As I may have mentioned a while back, I have dug out my backup floppy disks from my National Semiconductor Genix system. In 1984 or so, I built a clone of a Logical Microcomputer 32016 system and copied the OS. I used it for a while, but it was maddeningly slow. This system used a Multibus backplane and a Konan Taisho disk controller, that could handle MFM floppies and hard drives. This backup is from my copy of the system, and so has a few tidbits of mildly interesting stuff. One thing is I was helping Steve Ciarcia of Circuit Cellar magazine answer his mail, and as this was my only system with 5" floppies, I used it for that. So, this backup probably has some rather amusing replies to the totally INSANE questions he got. One of my favorites was "Steve, can you jot down on the back of an envelope the schematic for an IBM PC so I can hand wire it?" I also wrote a VERY BAD driver for a Versatec printer. It worked, but was insanely inefficient in graphics mode, and took a half hour per page to print. Worked fine in text mode, though.

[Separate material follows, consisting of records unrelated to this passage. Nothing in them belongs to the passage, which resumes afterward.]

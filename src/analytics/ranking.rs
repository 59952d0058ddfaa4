//! Deal ranking engine.

use rust_decimal::Decimal;

use crate::models::{same_category, DealRanking, DealStats, ProductPriceSummary, RankingCriterion};

/// Value a summary is ranked by, or `None` when it doesn't qualify.
///
/// Discount and savings must be strictly positive. The recency proxy accepts
/// any product with a current price and ranks by product id.
pub fn criterion_value(summary: &ProductPriceSummary, criterion: RankingCriterion) -> Option<Decimal> {
    match criterion {
        RankingCriterion::Discount => summary.discount_percentage.filter(|d| *d > Decimal::ZERO),
        RankingCriterion::Savings => summary.savings_new_vs_used.filter(|s| *s > Decimal::ZERO),
        RankingCriterion::RecencyProxy => summary
            .has_current_price()
            .then(|| Decimal::from(summary.product_id.0)),
    }
}

/// Rank `catalog` by `criterion`, optionally scoped to a category and truncated to `limit`.
///
/// The input is never reordered or modified. Ordering is descending by the
/// unrounded criterion value with ties broken by ascending product id, so
/// identical input always yields identical output. With fewer qualifying
/// entries than `limit`, all of them are returned.
pub fn rank_deals(
    catalog: &[ProductPriceSummary],
    criterion: RankingCriterion,
    category: Option<&str>,
    limit: Option<usize>,
) -> DealRanking {
    let mut scored: Vec<(Decimal, &ProductPriceSummary)> = catalog
        .iter()
        .filter(|s| match category {
            Some(cat) => s.category.as_deref().is_some_and(|c| same_category(c, cat)),
            None => true,
        })
        .filter_map(|s| criterion_value(s, criterion).map(|v| (v, s)))
        .collect();

    scored.sort_by(|(va, a), (vb, b)| vb.cmp(va).then(a.product_id.cmp(&b.product_id)));

    let stats = deal_stats(&scored, criterion);
    let take = limit.unwrap_or(usize::MAX);

    DealRanking {
        criterion,
        category: category.map(|c| c.trim().to_lowercase()),
        entries: scored.into_iter().take(take).map(|(_, s)| s.clone()).collect(),
        stats,
        excluded: Vec::new(),
    }
}

fn deal_stats(scored: &[(Decimal, &ProductPriceSummary)], criterion: RankingCriterion) -> DealStats {
    let count = scored.len();
    if count == 0 || criterion == RankingCriterion::RecencyProxy {
        return DealStats {
            count,
            ..DealStats::default()
        };
    }
    let total: Decimal = scored.iter().map(|(v, _)| *v).sum();
    DealStats {
        count,
        max: scored.first().map(|(v, _)| *v),
        average: Some(total / Decimal::from(count)),
        total: Some(total),
    }
}
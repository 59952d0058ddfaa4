//! Parameterized SQL construction for store reads.
//!
//! Values always go through DuckDB's parameter binding (`?` placeholders).
//! Builder methods return `&mut Self` for chaining.
//!
//! # Example
//!
//! ```rust
//! use pricewatch_core::SqlBuilder;
//! let (sql, params) = SqlBuilder::new("price_observations")
//!     .where_id("product_id", 42)
//!     .order_by(&["captured_at ASC"])
//!     .build();
//! assert!(sql.contains("product_id = CAST(? AS BIGINT)"));
//! assert_eq!(params, vec!["42"]);
//! ```

pub struct SqlBuilder {
    select_cols: Vec<String>,
    from_table: String,
    where_clauses: Vec<String>,
    params: Vec<String>,
    order_by_cols: Vec<String>,
    limit_val: Option<usize>,
}

impl SqlBuilder {
    pub fn new(table: &str) -> Self {
        Self {
            select_cols: vec!["*".to_string()],
            from_table: table.to_string(),
            where_clauses: Vec::new(),
            params: Vec::new(),
            order_by_cols: Vec::new(),
            limit_val: None,
        }
    }

    /// Set the columns to select (replaces the default `*`).
    pub fn select(&mut self, cols: &[&str]) -> &mut Self {
        self.select_cols = cols.iter().map(|c| c.to_string()).collect();
        self
    }

    /// Add a raw condition with one `?` per entry in `params`.
    pub fn where_clause(&mut self, condition: &str, params: &[&str]) -> &mut Self {
        self.where_clauses.push(condition.to_string());
        self.params.extend(params.iter().map(|p| p.to_string()));
        self
    }

    /// `{column} = ?`
    pub fn where_eq(&mut self, column: &str, value: &str) -> &mut Self {
        self.where_clauses.push(format!("{} = ?", column));
        self.params.push(value.to_string());
        self
    }

    /// Equality against a BIGINT id column. Parameters bind as text, hence the cast.
    pub fn where_id(&mut self, column: &str, id: i64) -> &mut Self {
        self.where_clauses.push(format!("{} = CAST(? AS BIGINT)", column));
        self.params.push(id.to_string());
        self
    }

    /// Case- and whitespace-insensitive equality: `LOWER(TRIM({column})) = LOWER(TRIM(?))`.
    pub fn where_eq_ci(&mut self, column: &str, value: &str) -> &mut Self {
        self.where_clauses
            .push(format!("LOWER(TRIM({})) = LOWER(TRIM(?))", column));
        self.params.push(value.to_string());
        self
    }

    /// Add ORDER BY clauses (e.g. `"captured_at ASC"`).
    pub fn order_by(&mut self, clauses: &[&str]) -> &mut Self {
        self.order_by_cols
            .extend(clauses.iter().map(|c| c.to_string()));
        self
    }

    pub fn limit(&mut self, n: usize) -> &mut Self {
        self.limit_val = Some(n);
        self
    }

    /// Build the final SQL string and parameter list.
    pub fn build(&self) -> (String, Vec<String>) {
        let mut parts = vec![
            format!("SELECT {}", self.select_cols.join(", ")),
            format!("FROM {}", self.from_table),
        ];

        if !self.where_clauses.is_empty() {
            parts.push(format!("WHERE {}", self.where_clauses.join(" AND ")));
        }

        if !self.order_by_cols.is_empty() {
            parts.push(format!("ORDER BY {}", self.order_by_cols.join(", ")));
        }

        if let Some(n) = self.limit_val {
            parts.push(format!("LIMIT {}", n));
        }

        (parts.join("\n"), self.params.clone())
    }
}
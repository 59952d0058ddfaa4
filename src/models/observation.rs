use std::fmt;
use std::str::FromStr;

use chrono::{DateTime, NaiveDateTime, Utc};
use rust_decimal::Decimal;
use serde::{Deserialize, Deserializer, Serialize};

// ---------------------------------------------------------------------------
// ProductId
// ---------------------------------------------------------------------------

/// Catalog identifier of a product.
///
/// Identifiers are assigned monotonically by the catalog, so numeric order
/// doubles as a rough creation order.
#[derive(
    Debug, Clone, Copy, Default, PartialEq, Eq, PartialOrd, Ord, Hash, Serialize, Deserialize,
)]
#[serde(transparent)]
pub struct ProductId(pub i64);

impl fmt::Display for ProductId {
    fn fmt(&self, f: &mut fmt::Formatter<'_>) -> fmt::Result {
        write!(f, "{}", self.0)
    }
}

impl From<i64> for ProductId {
    fn from(id: i64) -> Self {
        Self(id)
    }
}

// ---------------------------------------------------------------------------
// Market
// ---------------------------------------------------------------------------

/// Which side of the catalog a listing belongs to.
#[derive(Debug, Clone, Copy, PartialEq, Eq, PartialOrd, Ord, Hash, Serialize, Deserialize)]
#[serde(rename_all = "lowercase")]
pub enum Market {
    /// Retailer stock.
    New,
    /// Marketplace and refurbished listings.
    Used,
}

impl Market {
    pub fn as_str(&self) -> &'static str {
        match self {
            Market::New => "new",
            Market::Used => "used",
        }
    }

    /// Infer the market from a source label: `used:<platform>` is used, anything else new.
    pub fn from_source(source: &str) -> Self {
        if source.trim().to_lowercase().starts_with(USED_SOURCE_PREFIX) {
            Market::Used
        } else {
            Market::New
        }
    }
}

impl fmt::Display for Market {
    fn fmt(&self, f: &mut fmt::Formatter<'_>) -> fmt::Result {
        f.write_str(self.as_str())
    }
}

impl FromStr for Market {
    type Err = MalformedObservation;

    fn from_str(s: &str) -> std::result::Result<Self, Self::Err> {
        match s.trim().to_lowercase().as_str() {
            "new" | "nuovo" => Ok(Market::New),
            "used" | "usato" => Ok(Market::Used),
            other => Err(MalformedObservation::UnknownMarket(other.to_string())),
        }
    }
}

/// Prefix marking marketplace sources, e.g. `used:subito`.
pub const USED_SOURCE_PREFIX: &str = "used:";

// ---------------------------------------------------------------------------
// Condition
// ---------------------------------------------------------------------------

#[derive(Debug, Clone, Copy, PartialEq, Eq, Hash, Serialize, Deserialize)]
#[serde(rename_all = "snake_case")]
pub enum Condition {
    New,
    LikeNew,
    VeryGood,
    Good,
    Acceptable,
    Refurbished,
}

impl Condition {
    /// Lenient parse of the free-text condition labels scrapers emit.
    ///
    /// Returns `None` for labels that don't map to a known grade.
    pub fn parse(label: &str) -> Option<Self> {
        let norm = label.trim().to_lowercase().replace(['-', ' '], "_");
        match norm.as_str() {
            "new" | "nuovo" => Some(Condition::New),
            "like_new" | "come_nuovo" => Some(Condition::LikeNew),
            "very_good" | "ottimo" => Some(Condition::VeryGood),
            "good" | "buono" => Some(Condition::Good),
            "acceptable" | "accettabile" | "discreto" => Some(Condition::Acceptable),
            "refurbished" | "ricondizionato" => Some(Condition::Refurbished),
            _ => None,
        }
    }
}

// ---------------------------------------------------------------------------
// PriceObservation
// ---------------------------------------------------------------------------

/// A single retailer or listing price reading at a point in time.
#[derive(Debug, Clone, PartialEq, Eq, Serialize, Deserialize)]
pub struct PriceObservation {
    pub product_id: ProductId,
    pub source: String,
    pub market: Market,
    pub price: Decimal,
    pub captured_at: DateTime<Utc>,
    pub availability: Option<bool>,
    pub condition: Option<Condition>,
    pub url: Option<String>,
}

impl PriceObservation {
    /// Build an observation with only the required fields set.
    pub fn new(
        product_id: ProductId,
        source: impl Into<String>,
        market: Market,
        price: Decimal,
        captured_at: DateTime<Utc>,
    ) -> Self {
        Self {
            product_id,
            source: source.into(),
            market,
            price,
            captured_at,
            availability: None,
            condition: None,
            url: None,
        }
    }

    pub fn is_valid_price(&self) -> bool {
        self.price > Decimal::ZERO
    }
}

// ---------------------------------------------------------------------------
// RawObservation
// ---------------------------------------------------------------------------

/// Untyped observation row as it comes out of a store.
///
/// Price and timestamp are kept as text so a bad row can be counted and
/// skipped instead of failing the whole read.
#[derive(Debug, Clone, Default, Serialize, Deserialize)]
pub struct RawObservation {
    #[serde(default)]
    pub product_id: ProductId,
    #[serde(default, alias = "retailer")]
    pub source: String,
    #[serde(default)]
    pub market: Option<String>,
    #[serde(default, deserialize_with = "text_or_number")]
    pub price: Option<String>,
    #[serde(default, alias = "scraped_at")]
    pub captured_at: Option<String>,
    #[serde(default)]
    pub availability: Option<bool>,
    #[serde(default)]
    pub condition: Option<String>,
    #[serde(default)]
    pub url: Option<String>,
}

impl RawObservation {
    /// Validate and type the row.
    pub fn parse(&self) -> std::result::Result<PriceObservation, MalformedObservation> {
        let price_text = self
            .price
            .as_deref()
            .map(str::trim)
            .filter(|p| !p.is_empty())
            .ok_or(MalformedObservation::MissingPrice)?;
        let price = parse_price(price_text)?;

        let ts_text = self
            .captured_at
            .as_deref()
            .map(str::trim)
            .filter(|t| !t.is_empty())
            .ok_or(MalformedObservation::MissingTimestamp)?;
        let captured_at = parse_timestamp(ts_text)?;

        let market = match self.market.as_deref().map(str::trim) {
            Some(m) if !m.is_empty() => m.parse()?,
            _ => Market::from_source(&self.source),
        };

        Ok(PriceObservation {
            product_id: self.product_id,
            source: self.source.trim().to_string(),
            market,
            price,
            captured_at,
            availability: self.availability,
            condition: self.condition.as_deref().and_then(Condition::parse),
            url: self.url.clone(),
        })
    }
}

/// Why a raw row was rejected.
#[derive(Debug, Clone, PartialEq, Eq, thiserror::Error)]
pub enum MalformedObservation {
    #[error("missing price")]
    MissingPrice,
    #[error("unparseable price: {0:?}")]
    UnparseablePrice(String),
    #[error("missing timestamp")]
    MissingTimestamp,
    #[error("unparseable timestamp: {0:?}")]
    UnparseableTimestamp(String),
    #[error("unknown market: {0:?}")]
    UnknownMarket(String),
}

/// Parse a decimal price string. A lone comma is accepted as the decimal separator.
pub fn parse_price(text: &str) -> std::result::Result<Decimal, MalformedObservation> {
    let cleaned = text.trim().trim_start_matches('€').trim();
    let normalized = if cleaned.contains(',') && !cleaned.contains('.') {
        cleaned.replace(',', ".")
    } else {
        cleaned.to_string()
    };
    Decimal::from_str(&normalized)
        .map_err(|_| MalformedObservation::UnparseablePrice(text.to_string()))
}

/// Parse an RFC 3339 timestamp, or a naive `YYYY-MM-DD HH:MM:SS[.f]` one taken as UTC.
pub fn parse_timestamp(text: &str) -> std::result::Result<DateTime<Utc>, MalformedObservation> {
    if let Ok(ts) = DateTime::parse_from_rfc3339(text) {
        return Ok(ts.with_timezone(&Utc));
    }
    for fmt in ["%Y-%m-%d %H:%M:%S%.f", "%Y-%m-%dT%H:%M:%S%.f"] {
        if let Ok(naive) = NaiveDateTime::parse_from_str(text, fmt) {
            return Ok(naive.and_utc());
        }
    }
    Err(MalformedObservation::UnparseableTimestamp(text.to_string()))
}

fn text_or_number<'de, D>(deserializer: D) -> std::result::Result<Option<String>, D::Error>
where
    D: Deserializer<'de>,
{
    let value = Option::<serde_json::Value>::deserialize(deserializer)?;
    Ok(match value {
        None | Some(serde_json::Value::Null) => None,
        Some(serde_json::Value::String(s)) => Some(s),
        Some(other) => Some(other.to_string()),
    })
}
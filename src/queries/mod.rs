//! Query interfaces over a [`PriceEngine`](crate::PriceEngine).
//!
//! Each module provides a query struct that borrows the engine and combines
//! store reads with the pure functions in [`analytics`](crate::analytics).

pub mod deals;
pub mod history;
pub mod summary;

pub use deals::DealQuery;
pub use history::HistoryQuery;
pub use summary::SummaryQuery;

I don't remember what compilers we had on this, obviously C, and maybe Pascal and FORTRAN.

Since it worked fine to read and write PC compatible floppies, the floppy format should be easy to read. But, I think this "backup" is a block by block dump of the file system. Notes on the floppies show :
cp dc(0,0) on the first,
cp dc(0,800) on the second, etc.

So, if anyone wants to try to recover the files off this, I'd be glad to donate the set. It appears to be 2 boxes of floppies, 28 in total. I have some more floppies that seem to be the last half of an earlier backup, with less info on how it was written.